DATA SUPPLIED Block Start
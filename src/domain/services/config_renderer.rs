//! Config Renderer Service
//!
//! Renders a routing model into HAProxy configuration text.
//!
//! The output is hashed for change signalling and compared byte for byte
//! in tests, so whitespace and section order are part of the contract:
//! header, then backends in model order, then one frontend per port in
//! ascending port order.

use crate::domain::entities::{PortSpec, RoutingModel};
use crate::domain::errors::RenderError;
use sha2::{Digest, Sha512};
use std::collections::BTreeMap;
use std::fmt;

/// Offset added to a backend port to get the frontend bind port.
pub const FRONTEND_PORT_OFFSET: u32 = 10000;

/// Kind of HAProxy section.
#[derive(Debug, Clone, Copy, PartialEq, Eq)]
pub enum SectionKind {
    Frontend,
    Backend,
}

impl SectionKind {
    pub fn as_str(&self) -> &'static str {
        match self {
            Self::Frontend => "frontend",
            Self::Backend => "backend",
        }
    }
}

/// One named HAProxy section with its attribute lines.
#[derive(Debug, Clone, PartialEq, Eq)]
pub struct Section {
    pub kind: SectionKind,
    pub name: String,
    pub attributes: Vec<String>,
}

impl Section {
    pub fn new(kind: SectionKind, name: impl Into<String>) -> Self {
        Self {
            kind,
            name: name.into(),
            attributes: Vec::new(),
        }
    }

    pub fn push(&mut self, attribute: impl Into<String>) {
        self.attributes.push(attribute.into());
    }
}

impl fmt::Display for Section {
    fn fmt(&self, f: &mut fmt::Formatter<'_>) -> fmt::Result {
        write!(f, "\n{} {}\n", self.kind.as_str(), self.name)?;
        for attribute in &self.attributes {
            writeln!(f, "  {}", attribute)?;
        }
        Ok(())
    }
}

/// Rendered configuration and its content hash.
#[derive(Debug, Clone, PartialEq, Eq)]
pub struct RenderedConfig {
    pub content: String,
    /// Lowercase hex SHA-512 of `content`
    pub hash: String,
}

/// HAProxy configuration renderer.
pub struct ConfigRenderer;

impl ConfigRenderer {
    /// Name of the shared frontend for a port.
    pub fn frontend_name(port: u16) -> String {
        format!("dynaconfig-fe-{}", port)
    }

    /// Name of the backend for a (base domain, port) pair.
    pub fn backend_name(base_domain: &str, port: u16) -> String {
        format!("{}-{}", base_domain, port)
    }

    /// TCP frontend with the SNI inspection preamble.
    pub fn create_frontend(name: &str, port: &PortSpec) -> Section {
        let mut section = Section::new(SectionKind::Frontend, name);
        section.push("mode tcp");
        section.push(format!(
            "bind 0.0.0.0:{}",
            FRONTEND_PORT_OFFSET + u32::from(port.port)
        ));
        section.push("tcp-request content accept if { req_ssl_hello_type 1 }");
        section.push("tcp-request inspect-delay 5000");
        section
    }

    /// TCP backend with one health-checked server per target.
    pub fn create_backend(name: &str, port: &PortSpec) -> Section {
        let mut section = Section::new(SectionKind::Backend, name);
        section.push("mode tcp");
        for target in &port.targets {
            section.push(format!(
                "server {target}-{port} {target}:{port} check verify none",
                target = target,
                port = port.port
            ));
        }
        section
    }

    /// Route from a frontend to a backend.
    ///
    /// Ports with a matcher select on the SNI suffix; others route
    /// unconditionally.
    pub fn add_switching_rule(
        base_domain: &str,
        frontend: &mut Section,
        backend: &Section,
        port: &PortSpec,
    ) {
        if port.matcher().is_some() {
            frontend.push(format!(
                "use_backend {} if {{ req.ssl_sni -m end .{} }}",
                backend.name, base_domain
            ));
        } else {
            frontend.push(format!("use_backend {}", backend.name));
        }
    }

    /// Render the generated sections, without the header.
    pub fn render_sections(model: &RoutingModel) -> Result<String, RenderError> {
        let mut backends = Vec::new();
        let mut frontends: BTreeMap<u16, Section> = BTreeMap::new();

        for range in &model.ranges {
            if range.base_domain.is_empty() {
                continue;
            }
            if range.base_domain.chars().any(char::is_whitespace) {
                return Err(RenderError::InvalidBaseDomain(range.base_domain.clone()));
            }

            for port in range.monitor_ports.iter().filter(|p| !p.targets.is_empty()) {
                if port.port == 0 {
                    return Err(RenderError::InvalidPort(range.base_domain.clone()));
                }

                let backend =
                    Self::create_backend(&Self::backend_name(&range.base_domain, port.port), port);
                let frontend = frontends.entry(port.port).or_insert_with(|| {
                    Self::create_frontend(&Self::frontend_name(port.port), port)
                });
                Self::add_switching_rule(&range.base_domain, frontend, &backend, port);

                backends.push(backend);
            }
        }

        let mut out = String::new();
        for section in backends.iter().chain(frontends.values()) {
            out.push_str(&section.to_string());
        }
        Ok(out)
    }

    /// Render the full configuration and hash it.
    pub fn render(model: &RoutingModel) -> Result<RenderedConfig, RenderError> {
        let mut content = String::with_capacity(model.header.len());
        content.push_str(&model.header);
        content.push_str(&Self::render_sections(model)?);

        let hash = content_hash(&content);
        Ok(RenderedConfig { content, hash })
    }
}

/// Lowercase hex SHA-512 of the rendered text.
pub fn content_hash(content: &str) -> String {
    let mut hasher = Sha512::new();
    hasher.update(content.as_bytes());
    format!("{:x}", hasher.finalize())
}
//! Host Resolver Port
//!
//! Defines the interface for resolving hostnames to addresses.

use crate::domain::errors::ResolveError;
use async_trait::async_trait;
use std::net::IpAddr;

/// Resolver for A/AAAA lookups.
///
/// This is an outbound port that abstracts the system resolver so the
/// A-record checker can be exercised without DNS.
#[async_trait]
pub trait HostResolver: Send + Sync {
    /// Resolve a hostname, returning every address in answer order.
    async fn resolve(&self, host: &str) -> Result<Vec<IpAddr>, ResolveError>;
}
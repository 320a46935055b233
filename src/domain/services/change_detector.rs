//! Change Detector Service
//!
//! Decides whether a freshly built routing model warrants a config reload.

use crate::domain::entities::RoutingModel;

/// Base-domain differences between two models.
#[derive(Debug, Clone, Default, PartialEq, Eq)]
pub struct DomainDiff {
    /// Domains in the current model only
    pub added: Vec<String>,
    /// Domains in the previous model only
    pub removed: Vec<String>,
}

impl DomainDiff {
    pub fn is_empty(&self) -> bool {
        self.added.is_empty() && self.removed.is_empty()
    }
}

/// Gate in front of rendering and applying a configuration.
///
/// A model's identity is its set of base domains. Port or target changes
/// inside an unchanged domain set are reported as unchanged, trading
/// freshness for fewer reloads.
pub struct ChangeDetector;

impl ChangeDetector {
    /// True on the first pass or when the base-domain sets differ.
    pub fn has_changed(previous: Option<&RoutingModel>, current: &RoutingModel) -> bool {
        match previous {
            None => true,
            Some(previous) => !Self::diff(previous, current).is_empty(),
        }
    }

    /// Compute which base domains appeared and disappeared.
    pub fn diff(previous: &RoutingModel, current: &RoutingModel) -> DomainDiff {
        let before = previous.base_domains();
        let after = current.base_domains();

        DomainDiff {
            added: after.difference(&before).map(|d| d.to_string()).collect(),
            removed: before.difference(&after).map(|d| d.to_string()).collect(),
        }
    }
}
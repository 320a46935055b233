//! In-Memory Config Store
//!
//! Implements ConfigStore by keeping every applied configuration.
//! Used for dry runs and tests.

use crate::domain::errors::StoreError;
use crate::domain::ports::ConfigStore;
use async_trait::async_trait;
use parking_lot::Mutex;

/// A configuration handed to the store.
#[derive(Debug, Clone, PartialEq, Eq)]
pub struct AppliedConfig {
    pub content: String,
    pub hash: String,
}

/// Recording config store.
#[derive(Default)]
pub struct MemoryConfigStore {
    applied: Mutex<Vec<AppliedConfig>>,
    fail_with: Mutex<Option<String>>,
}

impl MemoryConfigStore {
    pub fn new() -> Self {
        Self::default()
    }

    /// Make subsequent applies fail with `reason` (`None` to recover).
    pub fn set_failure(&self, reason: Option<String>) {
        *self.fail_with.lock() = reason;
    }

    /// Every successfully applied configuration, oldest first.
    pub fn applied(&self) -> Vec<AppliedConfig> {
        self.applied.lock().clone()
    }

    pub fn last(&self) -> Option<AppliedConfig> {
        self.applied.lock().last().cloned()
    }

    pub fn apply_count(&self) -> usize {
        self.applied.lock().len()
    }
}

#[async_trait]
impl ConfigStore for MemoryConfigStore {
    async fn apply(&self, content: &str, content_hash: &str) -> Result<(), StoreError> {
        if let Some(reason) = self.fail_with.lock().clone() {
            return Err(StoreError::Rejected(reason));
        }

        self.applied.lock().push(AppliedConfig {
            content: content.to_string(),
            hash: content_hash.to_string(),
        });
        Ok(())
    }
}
DATA SUPPLIED Block End
■ WHAT THIS TASK INVOLVES
Search the material for the word "current" and copy every matching line.

■ EXERCISE RESPONSE
    /// Domains in the current model only
    pub fn has_changed(previous: Option<&RoutingModel>, current: &RoutingModel) -> bool {
            Some(previous) => !Self::diff(previous, current).is_empty(),
    pub fn diff(previous: &RoutingModel, current: &RoutingModel) -> DomainDiff {
        let after = current.base_domains();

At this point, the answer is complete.